硬くて細い花壇の淵に座っていたので、尻が痛くなってしまった。四つに割れたら大変なので、知恵の輪をポケットに突っ込んで立ち上がり、生い茂る青々とした草花を足で踏みながら、整備されていない雑然とした地面をウロウロとして、まだ来る気配のない待ち人のことを考えてみる。
俺の中の校舎裏のイメージといえば、心霊スポット、タイムカプセルを埋める場所、背後から襲われる、上から何かが落ちて来る。

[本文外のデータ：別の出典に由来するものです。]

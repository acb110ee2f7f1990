//! CLI entrypoint for agent-board
//!
//! This is the main binary that wires together all layers using
//! dependency injection.

mod cli;
mod commands;

use anyhow::Result;
use board_infrastructure::{ConfigLoader, FileConfig};
use clap::Parser;
use cli::{Cli, Command};
use std::path::Path;
use std::process::ExitCode;
use tracing::info;
use tracing_appender::non_blocking::WorkerGuard;
use tracing_subscriber::EnvFilter;
use tracing_subscriber::layer::SubscriberExt;
use tracing_subscriber::util::SubscriberInitExt;

const LOG_FILE_PREFIX: &str = "agent-board.log";

#[tokio::main]
async fn main() -> Result<ExitCode> {
    let cli = Cli::parse();
    let _guard = init_logging(cli.verbose, cli.log_dir.as_deref());

    let loader = ConfigLoader::new().with_explicit(cli.config.clone());

    match cli.command {
        Command::Config => commands::config(&loader),
        Command::Tools { profile } => {
            let config = load(&loader)?;
            commands::tools(&config, profile.as_deref())
        }
        Command::Transitions { from, to } => {
            let config = load(&loader)?;
            commands::transitions(&config, from.as_deref(), to.as_deref())
        }
        Command::Run(args) => {
            let config = load(&loader)?;
            let worker_args = worker_args(cli.verbose, cli.config.as_deref());
            commands::run(&config, args, worker_args).await
        }
        Command::Worker => {
            let config = load(&loader)?;
            commands::worker(&config).await
        }
    }
}

fn load(loader: &ConfigLoader) -> Result<FileConfig> {
    let config = loader.load_validated()?;
    info!(
        model = %config.gateway.model,
        board = %config.storage.board_path.display(),
        "Configuration loaded"
    );
    Ok(config)
}

/// Logs always go to stderr so stdout stays a clean data channel (the
/// worker's result line in particular). `--log-dir` adds a daily file.
fn init_logging(verbose: u8, log_dir: Option<&Path>) -> Option<WorkerGuard> {
    let filter = match verbose {
        0 => EnvFilter::new("warn"),
        1 => EnvFilter::new("info"),
        2 => EnvFilter::new("debug"),
        _ => EnvFilter::new("trace"), // -vvv or more
    };

    let stderr_layer = tracing_subscriber::fmt::layer()
        .with_target(false)
        .with_writer(std::io::stderr);

    let (file_layer, guard) = match log_dir {
        Some(dir) => {
            let appender = tracing_appender::rolling::daily(dir, LOG_FILE_PREFIX);
            let (writer, guard) = tracing_appender::non_blocking(appender);
            let layer = tracing_subscriber::fmt::layer()
                .with_ansi(false)
                .with_writer(writer);
            (Some(layer), Some(guard))
        }
        None => (None, None),
    };

    tracing_subscriber::registry()
        .with(filter)
        .with(stderr_layer)
        .with(file_layer)
        .init();

    guard
}

/// Global flags the isolated worker needs to reproduce this process's setup.
fn worker_args(verbose: u8, config: Option<&Path>) -> Vec<String> {
    let mut args = Vec::new();
    if verbose > 0 {
        args.push(format!("-{}", "v".repeat(verbose as usize)));
    }
    if let Some(path) = config {
        args.push("--config".to_string());
        args.push(path.display().to_string());
    }
    args
}

#[cfg(test)]
mod tests {
    use super::*;

    #[test]
    fn test_worker_args() {
        assert!(worker_args(0, None).is_empty());
        assert_eq!(
            worker_args(2, Some(Path::new("board.toml"))),
            vec!["-vv", "--config", "board.toml"]
        );
    }

    #[test]
    fn test_worker_args_round_trip_through_parser() {
        let mut argv = vec!["agent-board".to_string()];
        argv.extend(worker_args(1, Some(Path::new("x.toml"))));
        argv.push("worker".to_string());

        let cli = Cli::try_parse_from(argv).unwrap();
        assert!(matches!(cli.command, Command::Worker));
        assert_eq!(cli.verbose, 1);
    }
}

ミステリーマニアの想像は膨らむばかりだ。
程なくして彼女はやってきた。結局解けることのなかった知恵の輪は再度ズボンのポケットに押し込んで、俺から少し距離を開けて立ち止まった彼女の方を向き直した。
俺が用件を訪ねる前に、彼女は予め用意していたのであろう言葉の羅列を読み上げるように一息で言い切った。
「突然の呼び出しに応じて頂きありがとうございます。自分は一年二組の猪木明と申します。先日は危ないところを助けて頂き、どうもありがとうございました」
「え?」
綺麗に伸びた背筋を崩すことなく、腰を曲げてお手本のような丁寧なお辞儀をした猪木に、呆気にとられた俺は思わず情けない声を出してしまった。
女子にしては長身で肩幅も広いが、俺のようなガタイのいい男と比べるとやはり華奢で、凛々しい切れ長の目にかかる睫毛はとても長く、形の良い眉は一見すると気難しそうに見えるが、顔のパーツの一つ一つが絶妙なバランスを保ち、可愛らしさよりも大人っぽさが目立つ妖艶な雰囲気すら感じさせる美麗な顔立ちの少女だった。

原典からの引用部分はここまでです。